In celebration of Murray Bookchin’s birth centenary, his daughter Debbie is joined by a number of his former friends, students and fellow travelers to honor his memory and reflect on his revolutionary legacy.
January 14, 2021
In the years before his death, my father wrote a series of books entitled The Third Revolution. In them, he analyzed transformative revolutionary moments in history, beginning with the late-medieval uprisings and German Peasant Wars of the 16th century, and ending, four volumes later, with the Spanish Civil War. Studying this revolutionary history gave my father solace — it took him back to a time when revolutionary ideals animated everyday life, when utopian cries lived on the lips of ordinary people.
It also gave him immense hope, best exemplified by his choice to dedicate each of the four volumes of The Third Revolution to his young granddaughter.
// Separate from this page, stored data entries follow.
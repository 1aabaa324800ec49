//! Cross-batch label continuity.
//!
//! Two pieces keep later batches consistent with earlier ones:
//!
//! - [`AnchorSampler`] carries a bounded sample of earlier items into each
//!   clustering call so new clusters form around established ones.
//! - [`consensus_label`] and [`assign_unlabeled`] implement the majority vote:
//!   when at least two members of an emergent cluster already share a label,
//!   that label wins for the cluster. Members holding a different label keep
//!   it and are left out of the merge.
//!
//! Both work on any [`ClusterMap`], so term and span pipelines share them.

use crate::label::ClusterMap;
use rand::rngs::StdRng;
use rand::seq::index;
use rand::SeedableRng;
use std::collections::BTreeMap;

/// Minimum number of agreeing members for a prior label to win.
pub const CONSENSUS_QUORUM: usize = 2;

/// Prior label shared by at least [`CONSENSUS_QUORUM`] members, if any.
///
/// Ties between equally common labels go to the smallest label.
pub fn consensus_label<M: ClusterMap>(map: &M, members: &[M::Key]) -> Option<M::Value> {
    let mut counts: BTreeMap<&M::Value, usize> = BTreeMap::new();
    for m in members {
        if let Some(label) = map.label_of(m) {
            *counts.entry(label).or_insert(0) += 1;
        }
    }
    counts
        .into_iter()
        .max_by(|(la, ca), (lb, cb)| ca.cmp(cb).then_with(|| lb.cmp(la)))
        .filter(|(_, c)| *c >= CONSENSUS_QUORUM)
        .map(|(l, _)| l.clone())
}

/// Assign `label` to every unlabeled member.
///
/// Members already carrying `label` are unaffected, and members carrying a
/// different one are the dissenters left out of the merge. Returns the
/// number of newly labeled members.
pub fn assign_unlabeled<M: ClusterMap>(map: &mut M, members: &[M::Key], label: &M::Value) -> usize {
    let mut assigned = 0;
    for m in members {
        if map.label_of(m).is_none() && map.set_label(m.clone(), label.clone()) {
            assigned += 1;
        }
    }
    assigned
}

/// Bounded, seeded sampler for anchor items.
#[derive(Debug, Clone)]
pub struct AnchorSampler {
    cap: usize,
    rng: StdRng,
}

impl AnchorSampler {
    /// Sampler taking at most `cap` unlabeled and `2 * cap` anchors overall.
    pub fn new(cap: usize, seed: Option<u64>) -> Self {
        let rng = match seed {
            Some(s) => StdRng::seed_from_u64(s),
            None => StdRng::from_rng(&mut rand::rng()),
        };
        Self { cap, rng }
    }

    /// Per-half cap.
    pub fn cap(&self) -> usize {
        self.cap
    }

    /// Draw anchors: up to `cap` from `unlabeled`, then fill the remaining
    /// `2 * cap` budget from `labeled`.
    ///
    /// Pools are sorted first, so the draw depends only on their contents
    /// and the seed. The result keeps pool order within each half.
    pub fn sample<K: Clone + Ord>(&mut self, mut unlabeled: Vec<K>, mut labeled: Vec<K>) -> Vec<K> {
        unlabeled.sort();
        unlabeled.dedup();
        labeled.sort();
        labeled.dedup();

        let mut anchors = self.take(unlabeled, self.cap);
        let remaining = (2 * self.cap).saturating_sub(anchors.len());
        anchors.extend(self.take(labeled, remaining));
        anchors
    }

    fn take<K: Clone>(&mut self, pool: Vec<K>, amount: usize) -> Vec<K> {
        if pool.len() <= amount {
            return pool;
        }
        let mut picked = index::sample(&mut self.rng, pool.len(), amount).into_vec();
        picked.sort_unstable();
        picked.into_iter().map(|i| pool[i].clone()).collect()
    }
}
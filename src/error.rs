use thiserror::Error;

/// Result alias for `canopy`.
pub type Result<T> = std::result::Result<T, Error>;

/// Errors returned by clustering, storage and labeling primitives.
///
/// Pipeline entry points only surface [`Error::CapacityExceeded`] and I/O
/// failures in practice; degenerate batches are handled locally.
#[derive(Debug, Error)]
pub enum Error {
    /// Input was empty.
    #[error("empty input provided")]
    EmptyInput,

    /// Vector dimension mismatch.
    #[error("dimension mismatch: expected {expected}, found {found}")]
    DimensionMismatch {
        /// Expected dimension.
        expected: usize,
        /// Found dimension.
        found: usize,
    },

    /// Invalid number of clusters requested.
    #[error("cannot create {requested} clusters from {n_items} items")]
    InvalidClusterCount {
        /// Requested count.
        requested: usize,
        /// Number of items.
        n_items: usize,
    },

    /// Invalid parameter value.
    #[error("invalid parameter '{name}': {message}")]
    InvalidParameter {
        /// Parameter name.
        name: &'static str,
        /// Error message.
        message: &'static str,
    },

    /// The vector store would grow past its configured capacity.
    ///
    /// Fatal: truncating would misalign term order and vector order.
    #[error("vector store capacity exceeded: requested {requested} slots, capacity {capacity}")]
    CapacityExceeded {
        /// Total slots the store would need.
        requested: usize,
        /// Configured capacity.
        capacity: usize,
    },

    /// A write targeted an index that was never reserved.
    #[error("index {index} is not reserved (store length {len})")]
    UnreservedIndex {
        /// Offending index.
        index: usize,
        /// Current store length.
        len: usize,
    },

    /// A persisted vector file failed validation.
    #[error("corrupt vector store: {0}")]
    CorruptStore(String),

    /// Filesystem failure.
    #[error(transparent)]
    Io(#[from] std::io::Error),

    /// JSON (de)serialization failure.
    #[error(transparent)]
    Serde(#[from] serde_json::Error),

    /// Generic error with message.
    #[error("{0}")]
    Other(String),
}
To be sure, he loved her quite madly as an individual, one whom he felt shared many of his early talents as a musician, an artist and, above all, a writer. But his dedication also indicated his belief in the promise of a new generation, one that might take up the banner in the struggle for a more rational society — a banner that had lost its sheen in the decades before his death, when the left was struggling to combat rising neoliberalism, authoritarianism and rampant ecological destruction.
In many ways, my father was ahead of his time. His ideas were often ridiculed or dismissed during his lifetime — his belief that climate change would become a serious threat to our survival laughed off as alarmist by the New York Times in the 1960s; his pleas to the left in subsequent years to put in the hard and unglamorous work of building an organized network of local democratic assemblies often bypassed in favor of street insurrection.